◆ Exercise
For the entries that follow, restate word for word the line containing "mod source;", the line containing "but reads the", and every line that lies between them.

◆ Record extracts
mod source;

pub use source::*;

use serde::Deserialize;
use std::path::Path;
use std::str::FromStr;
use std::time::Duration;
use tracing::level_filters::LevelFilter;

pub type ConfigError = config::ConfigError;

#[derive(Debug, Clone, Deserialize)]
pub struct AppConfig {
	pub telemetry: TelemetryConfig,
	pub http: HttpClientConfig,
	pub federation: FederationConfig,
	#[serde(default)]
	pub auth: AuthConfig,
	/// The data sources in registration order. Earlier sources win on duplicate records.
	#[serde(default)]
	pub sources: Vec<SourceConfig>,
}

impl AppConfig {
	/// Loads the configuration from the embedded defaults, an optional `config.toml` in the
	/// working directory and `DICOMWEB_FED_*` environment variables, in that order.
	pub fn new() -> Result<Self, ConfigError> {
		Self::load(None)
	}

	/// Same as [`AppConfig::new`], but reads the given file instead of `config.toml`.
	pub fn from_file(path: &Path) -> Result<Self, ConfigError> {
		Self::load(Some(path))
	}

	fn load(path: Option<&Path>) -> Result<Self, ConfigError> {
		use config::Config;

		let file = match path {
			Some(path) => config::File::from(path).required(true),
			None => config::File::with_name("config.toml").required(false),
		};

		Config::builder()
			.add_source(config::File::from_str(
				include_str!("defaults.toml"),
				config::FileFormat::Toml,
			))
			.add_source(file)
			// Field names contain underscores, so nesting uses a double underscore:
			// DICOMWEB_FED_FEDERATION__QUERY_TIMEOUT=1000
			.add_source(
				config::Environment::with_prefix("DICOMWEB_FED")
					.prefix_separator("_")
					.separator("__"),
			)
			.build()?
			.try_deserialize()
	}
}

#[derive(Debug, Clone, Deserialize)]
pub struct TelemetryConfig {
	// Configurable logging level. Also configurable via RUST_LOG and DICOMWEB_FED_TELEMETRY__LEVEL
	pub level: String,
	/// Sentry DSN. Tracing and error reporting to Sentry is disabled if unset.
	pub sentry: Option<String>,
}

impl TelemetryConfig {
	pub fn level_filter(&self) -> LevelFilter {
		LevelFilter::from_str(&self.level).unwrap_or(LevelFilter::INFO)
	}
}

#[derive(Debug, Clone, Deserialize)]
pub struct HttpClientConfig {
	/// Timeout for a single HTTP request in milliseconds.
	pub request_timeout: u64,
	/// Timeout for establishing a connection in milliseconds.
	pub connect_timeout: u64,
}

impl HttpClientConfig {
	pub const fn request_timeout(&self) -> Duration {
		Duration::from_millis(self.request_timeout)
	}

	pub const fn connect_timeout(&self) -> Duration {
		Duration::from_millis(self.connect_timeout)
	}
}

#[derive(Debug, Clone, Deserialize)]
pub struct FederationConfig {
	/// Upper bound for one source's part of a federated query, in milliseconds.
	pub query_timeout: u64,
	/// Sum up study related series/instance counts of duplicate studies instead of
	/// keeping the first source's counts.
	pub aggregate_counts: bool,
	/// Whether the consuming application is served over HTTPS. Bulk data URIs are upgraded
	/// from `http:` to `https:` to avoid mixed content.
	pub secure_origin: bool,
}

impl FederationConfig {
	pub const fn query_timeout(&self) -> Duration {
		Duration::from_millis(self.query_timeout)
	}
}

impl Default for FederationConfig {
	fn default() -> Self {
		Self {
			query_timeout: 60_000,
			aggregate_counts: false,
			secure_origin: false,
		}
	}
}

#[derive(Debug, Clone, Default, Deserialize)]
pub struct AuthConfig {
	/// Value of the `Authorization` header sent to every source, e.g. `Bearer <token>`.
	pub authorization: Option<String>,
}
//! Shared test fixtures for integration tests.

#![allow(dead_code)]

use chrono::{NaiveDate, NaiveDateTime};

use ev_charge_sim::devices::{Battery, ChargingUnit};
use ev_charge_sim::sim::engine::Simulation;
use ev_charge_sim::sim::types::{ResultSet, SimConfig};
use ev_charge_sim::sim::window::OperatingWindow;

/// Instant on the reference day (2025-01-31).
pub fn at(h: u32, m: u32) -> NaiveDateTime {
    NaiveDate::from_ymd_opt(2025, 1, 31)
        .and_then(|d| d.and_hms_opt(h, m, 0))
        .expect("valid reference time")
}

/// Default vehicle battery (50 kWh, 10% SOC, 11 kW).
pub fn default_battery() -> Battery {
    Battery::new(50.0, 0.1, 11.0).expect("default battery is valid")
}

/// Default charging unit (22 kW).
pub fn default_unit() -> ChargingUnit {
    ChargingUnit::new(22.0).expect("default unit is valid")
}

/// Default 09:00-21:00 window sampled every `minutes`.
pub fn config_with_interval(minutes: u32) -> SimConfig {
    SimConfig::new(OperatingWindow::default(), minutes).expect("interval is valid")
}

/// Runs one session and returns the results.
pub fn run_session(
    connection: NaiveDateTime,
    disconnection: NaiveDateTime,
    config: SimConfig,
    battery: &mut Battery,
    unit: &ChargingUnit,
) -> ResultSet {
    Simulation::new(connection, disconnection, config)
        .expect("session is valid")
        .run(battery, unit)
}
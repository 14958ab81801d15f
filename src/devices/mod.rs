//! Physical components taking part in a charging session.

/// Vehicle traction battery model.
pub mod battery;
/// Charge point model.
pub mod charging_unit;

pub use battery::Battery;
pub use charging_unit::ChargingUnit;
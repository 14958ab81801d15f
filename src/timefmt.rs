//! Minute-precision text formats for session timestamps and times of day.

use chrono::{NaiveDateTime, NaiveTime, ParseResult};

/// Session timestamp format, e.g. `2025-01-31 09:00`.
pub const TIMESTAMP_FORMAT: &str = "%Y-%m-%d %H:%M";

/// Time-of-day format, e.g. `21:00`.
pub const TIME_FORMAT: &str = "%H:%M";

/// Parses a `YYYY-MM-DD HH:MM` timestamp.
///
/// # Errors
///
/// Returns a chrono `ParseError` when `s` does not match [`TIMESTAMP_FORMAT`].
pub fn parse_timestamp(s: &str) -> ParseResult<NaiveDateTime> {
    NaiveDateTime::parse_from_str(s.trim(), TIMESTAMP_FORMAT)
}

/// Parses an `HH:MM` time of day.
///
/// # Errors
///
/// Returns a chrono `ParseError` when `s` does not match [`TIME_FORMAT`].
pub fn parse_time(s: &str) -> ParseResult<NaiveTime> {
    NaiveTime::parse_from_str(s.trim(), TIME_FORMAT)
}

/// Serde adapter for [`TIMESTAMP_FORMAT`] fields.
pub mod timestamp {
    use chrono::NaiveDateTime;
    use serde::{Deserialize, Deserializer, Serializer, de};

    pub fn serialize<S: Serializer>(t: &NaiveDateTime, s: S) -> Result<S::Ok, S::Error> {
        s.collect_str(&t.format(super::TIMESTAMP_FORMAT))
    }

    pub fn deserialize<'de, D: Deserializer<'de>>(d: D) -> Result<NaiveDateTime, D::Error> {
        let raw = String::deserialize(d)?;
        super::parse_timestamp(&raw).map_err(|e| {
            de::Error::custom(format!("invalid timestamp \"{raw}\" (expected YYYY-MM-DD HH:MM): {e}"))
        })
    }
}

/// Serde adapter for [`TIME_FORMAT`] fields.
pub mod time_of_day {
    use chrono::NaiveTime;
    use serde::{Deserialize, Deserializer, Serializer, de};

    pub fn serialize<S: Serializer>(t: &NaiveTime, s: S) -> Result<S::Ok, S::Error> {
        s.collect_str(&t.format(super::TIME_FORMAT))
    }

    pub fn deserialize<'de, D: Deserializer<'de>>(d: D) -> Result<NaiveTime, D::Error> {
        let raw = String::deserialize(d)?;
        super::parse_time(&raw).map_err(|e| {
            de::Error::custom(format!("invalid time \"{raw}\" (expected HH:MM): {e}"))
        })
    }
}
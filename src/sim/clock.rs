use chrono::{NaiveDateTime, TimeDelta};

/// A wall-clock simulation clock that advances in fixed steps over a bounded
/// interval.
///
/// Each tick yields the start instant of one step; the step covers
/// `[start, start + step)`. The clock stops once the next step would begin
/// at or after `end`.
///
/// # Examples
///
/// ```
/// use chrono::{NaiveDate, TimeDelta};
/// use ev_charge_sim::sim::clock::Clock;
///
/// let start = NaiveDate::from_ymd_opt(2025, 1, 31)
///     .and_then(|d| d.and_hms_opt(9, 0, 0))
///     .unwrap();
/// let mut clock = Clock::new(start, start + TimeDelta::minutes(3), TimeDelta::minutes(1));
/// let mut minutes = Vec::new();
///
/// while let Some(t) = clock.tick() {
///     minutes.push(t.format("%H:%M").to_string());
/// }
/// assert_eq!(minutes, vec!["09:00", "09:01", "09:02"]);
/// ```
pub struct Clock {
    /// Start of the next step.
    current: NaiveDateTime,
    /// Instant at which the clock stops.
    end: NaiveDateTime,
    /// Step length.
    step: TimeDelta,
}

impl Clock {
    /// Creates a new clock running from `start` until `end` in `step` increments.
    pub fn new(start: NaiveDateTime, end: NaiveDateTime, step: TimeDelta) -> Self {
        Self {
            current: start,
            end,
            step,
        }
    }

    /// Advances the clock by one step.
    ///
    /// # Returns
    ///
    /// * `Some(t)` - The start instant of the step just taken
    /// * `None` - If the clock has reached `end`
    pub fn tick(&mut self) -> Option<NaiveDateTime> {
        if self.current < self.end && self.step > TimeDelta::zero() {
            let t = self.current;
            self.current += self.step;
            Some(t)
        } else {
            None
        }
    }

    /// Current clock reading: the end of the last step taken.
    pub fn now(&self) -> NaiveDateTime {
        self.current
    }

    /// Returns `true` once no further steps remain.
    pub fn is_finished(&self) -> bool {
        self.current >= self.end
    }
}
---
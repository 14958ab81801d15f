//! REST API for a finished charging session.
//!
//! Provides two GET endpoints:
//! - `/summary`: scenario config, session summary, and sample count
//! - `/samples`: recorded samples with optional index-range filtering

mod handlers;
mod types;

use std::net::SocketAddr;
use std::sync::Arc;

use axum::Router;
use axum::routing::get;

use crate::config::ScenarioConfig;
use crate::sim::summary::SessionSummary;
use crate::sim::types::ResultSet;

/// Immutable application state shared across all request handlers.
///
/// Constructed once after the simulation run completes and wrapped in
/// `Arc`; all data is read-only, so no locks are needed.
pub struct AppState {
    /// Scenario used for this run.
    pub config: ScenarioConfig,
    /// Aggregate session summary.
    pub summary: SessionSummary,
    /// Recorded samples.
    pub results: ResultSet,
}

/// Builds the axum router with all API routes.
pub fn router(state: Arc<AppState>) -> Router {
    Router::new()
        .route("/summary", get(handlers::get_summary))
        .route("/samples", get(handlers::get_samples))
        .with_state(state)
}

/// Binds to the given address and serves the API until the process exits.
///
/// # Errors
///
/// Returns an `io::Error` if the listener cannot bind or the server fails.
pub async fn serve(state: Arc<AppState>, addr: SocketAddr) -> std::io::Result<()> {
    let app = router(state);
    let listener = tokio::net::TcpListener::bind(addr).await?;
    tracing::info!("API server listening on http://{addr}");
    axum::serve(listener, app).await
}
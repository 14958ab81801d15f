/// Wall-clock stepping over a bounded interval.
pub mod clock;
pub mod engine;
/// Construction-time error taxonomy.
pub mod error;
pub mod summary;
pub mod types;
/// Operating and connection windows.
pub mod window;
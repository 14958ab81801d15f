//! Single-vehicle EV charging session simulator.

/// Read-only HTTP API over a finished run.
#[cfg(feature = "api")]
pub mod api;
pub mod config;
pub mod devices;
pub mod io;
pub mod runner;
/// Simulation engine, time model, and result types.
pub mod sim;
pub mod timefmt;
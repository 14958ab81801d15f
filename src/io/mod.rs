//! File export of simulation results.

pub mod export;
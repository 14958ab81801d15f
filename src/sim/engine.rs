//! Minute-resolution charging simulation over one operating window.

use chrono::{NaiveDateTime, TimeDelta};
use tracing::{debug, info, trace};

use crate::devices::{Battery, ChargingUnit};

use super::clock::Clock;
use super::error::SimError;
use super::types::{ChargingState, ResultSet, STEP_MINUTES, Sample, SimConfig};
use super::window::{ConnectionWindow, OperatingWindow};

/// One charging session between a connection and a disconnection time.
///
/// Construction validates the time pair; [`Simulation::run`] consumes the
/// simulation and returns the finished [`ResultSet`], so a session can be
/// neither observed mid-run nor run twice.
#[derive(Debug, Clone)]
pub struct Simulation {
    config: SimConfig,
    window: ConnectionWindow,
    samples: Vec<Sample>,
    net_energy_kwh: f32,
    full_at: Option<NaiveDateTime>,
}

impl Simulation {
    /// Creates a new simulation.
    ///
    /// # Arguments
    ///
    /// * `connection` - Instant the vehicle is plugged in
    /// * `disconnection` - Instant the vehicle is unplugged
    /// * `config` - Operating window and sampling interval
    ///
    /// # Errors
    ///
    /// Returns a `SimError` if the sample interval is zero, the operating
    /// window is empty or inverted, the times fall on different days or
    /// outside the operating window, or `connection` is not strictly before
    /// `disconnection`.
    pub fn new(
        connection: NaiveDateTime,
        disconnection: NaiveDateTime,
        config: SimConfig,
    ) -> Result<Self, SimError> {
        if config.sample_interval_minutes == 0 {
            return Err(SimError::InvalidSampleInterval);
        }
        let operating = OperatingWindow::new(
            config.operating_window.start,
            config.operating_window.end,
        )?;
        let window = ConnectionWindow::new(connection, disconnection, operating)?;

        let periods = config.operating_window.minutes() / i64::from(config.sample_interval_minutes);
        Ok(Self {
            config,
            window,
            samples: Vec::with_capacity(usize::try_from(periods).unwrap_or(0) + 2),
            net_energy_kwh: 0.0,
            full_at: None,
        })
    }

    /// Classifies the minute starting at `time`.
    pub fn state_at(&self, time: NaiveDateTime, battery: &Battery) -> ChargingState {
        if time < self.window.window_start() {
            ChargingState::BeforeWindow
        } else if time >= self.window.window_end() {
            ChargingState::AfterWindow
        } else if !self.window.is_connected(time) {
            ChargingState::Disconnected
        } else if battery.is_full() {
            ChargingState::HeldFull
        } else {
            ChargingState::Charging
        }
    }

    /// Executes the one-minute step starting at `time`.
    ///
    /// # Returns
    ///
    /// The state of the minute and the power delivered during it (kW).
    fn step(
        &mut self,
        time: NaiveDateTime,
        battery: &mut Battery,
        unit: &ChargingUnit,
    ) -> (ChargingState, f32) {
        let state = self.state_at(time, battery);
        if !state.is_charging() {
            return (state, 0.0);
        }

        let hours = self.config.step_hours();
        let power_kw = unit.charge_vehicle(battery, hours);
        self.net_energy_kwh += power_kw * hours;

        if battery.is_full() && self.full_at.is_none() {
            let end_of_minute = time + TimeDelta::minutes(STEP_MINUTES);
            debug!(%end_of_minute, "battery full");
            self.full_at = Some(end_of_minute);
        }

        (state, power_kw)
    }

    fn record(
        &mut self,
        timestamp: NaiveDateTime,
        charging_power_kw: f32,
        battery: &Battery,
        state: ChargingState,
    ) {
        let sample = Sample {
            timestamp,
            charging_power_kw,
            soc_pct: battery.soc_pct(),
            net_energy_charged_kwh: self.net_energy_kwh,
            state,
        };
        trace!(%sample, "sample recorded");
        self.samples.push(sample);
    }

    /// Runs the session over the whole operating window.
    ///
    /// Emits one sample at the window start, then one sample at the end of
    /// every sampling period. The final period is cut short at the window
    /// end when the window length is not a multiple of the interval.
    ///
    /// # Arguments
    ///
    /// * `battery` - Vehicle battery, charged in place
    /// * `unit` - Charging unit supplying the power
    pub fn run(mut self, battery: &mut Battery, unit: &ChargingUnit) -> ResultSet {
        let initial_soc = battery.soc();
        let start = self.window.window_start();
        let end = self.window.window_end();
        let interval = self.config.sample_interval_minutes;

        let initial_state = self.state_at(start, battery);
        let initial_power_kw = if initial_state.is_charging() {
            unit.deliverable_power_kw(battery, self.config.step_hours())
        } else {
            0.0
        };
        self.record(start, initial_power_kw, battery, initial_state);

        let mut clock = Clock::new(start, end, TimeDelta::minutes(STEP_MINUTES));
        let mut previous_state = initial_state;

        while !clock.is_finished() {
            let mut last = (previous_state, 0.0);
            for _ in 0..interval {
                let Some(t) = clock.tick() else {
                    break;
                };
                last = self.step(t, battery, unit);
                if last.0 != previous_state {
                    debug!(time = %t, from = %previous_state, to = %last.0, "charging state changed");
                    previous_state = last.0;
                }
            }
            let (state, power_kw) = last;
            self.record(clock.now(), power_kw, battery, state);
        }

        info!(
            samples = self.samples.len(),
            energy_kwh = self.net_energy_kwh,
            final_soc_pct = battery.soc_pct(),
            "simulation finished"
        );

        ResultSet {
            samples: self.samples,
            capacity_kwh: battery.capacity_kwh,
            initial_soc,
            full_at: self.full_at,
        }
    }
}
* * *
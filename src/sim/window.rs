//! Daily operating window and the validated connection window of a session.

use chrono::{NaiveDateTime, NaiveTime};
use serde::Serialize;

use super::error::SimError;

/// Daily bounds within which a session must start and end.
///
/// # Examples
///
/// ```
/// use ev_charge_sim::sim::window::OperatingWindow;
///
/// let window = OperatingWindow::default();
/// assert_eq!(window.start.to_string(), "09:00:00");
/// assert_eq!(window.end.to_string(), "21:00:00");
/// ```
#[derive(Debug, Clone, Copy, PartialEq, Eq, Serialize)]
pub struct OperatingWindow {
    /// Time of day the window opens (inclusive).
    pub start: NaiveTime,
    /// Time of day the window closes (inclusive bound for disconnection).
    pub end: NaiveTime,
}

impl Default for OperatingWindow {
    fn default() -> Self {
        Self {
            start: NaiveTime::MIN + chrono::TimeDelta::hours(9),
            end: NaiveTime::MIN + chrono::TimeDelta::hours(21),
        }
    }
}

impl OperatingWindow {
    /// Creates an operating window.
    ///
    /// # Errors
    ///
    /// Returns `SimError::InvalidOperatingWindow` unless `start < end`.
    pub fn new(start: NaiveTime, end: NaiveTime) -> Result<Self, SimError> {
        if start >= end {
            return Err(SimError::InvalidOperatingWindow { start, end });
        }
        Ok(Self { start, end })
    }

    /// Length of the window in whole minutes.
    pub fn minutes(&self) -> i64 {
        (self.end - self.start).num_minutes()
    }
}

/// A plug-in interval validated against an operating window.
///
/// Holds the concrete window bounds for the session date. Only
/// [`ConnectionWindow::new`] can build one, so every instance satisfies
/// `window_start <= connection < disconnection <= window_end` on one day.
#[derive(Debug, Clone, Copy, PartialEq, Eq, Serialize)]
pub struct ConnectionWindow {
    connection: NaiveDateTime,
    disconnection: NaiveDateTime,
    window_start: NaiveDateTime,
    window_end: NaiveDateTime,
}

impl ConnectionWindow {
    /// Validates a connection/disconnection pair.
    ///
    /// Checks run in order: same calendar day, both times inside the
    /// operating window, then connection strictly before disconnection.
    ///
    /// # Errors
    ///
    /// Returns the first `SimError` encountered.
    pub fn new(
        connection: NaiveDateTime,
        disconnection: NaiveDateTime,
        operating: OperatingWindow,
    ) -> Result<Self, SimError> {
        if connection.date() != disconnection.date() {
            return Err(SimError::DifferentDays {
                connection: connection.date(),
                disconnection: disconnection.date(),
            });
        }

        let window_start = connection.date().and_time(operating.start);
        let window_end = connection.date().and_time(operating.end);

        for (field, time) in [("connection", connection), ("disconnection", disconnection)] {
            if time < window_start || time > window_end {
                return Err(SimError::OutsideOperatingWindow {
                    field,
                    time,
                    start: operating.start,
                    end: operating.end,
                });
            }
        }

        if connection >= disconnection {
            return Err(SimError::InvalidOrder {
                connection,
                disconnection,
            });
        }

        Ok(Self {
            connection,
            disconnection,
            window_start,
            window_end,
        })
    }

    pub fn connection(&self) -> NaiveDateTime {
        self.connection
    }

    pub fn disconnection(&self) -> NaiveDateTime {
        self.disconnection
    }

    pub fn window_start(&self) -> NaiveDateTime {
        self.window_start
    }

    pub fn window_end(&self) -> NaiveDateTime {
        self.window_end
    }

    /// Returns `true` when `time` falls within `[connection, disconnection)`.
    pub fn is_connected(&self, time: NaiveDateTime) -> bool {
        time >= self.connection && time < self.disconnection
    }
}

◆ Answer box
mod source;

pub use source::*;

use serde::Deserialize;
use std::path::Path;
use std::str::FromStr;
use std::time::Duration;
use tracing::level_filters::LevelFilter;

pub type ConfigError = config::ConfigError;

#[derive(Debug, Clone, Deserialize)]
pub struct AppConfig {
	pub telemetry: TelemetryConfig,
	pub http: HttpClientConfig,
	pub federation: FederationConfig,
	#[serde(default)]
	pub auth: AuthConfig,
	/// The data sources in registration order. Earlier sources win on duplicate records.
	#[serde(default)]
	pub sources: Vec<SourceConfig>,
}

impl AppConfig {
	/// Loads the configuration from the embedded defaults, an optional `config.toml` in the
	/// working directory and `DICOMWEB_FED_*` environment variables, in that order.
	pub fn new() -> Result<Self, ConfigError> {
		Self::load(None)
	}

	/// Same as [`AppConfig::new`], but reads the given file instead of `config.toml`.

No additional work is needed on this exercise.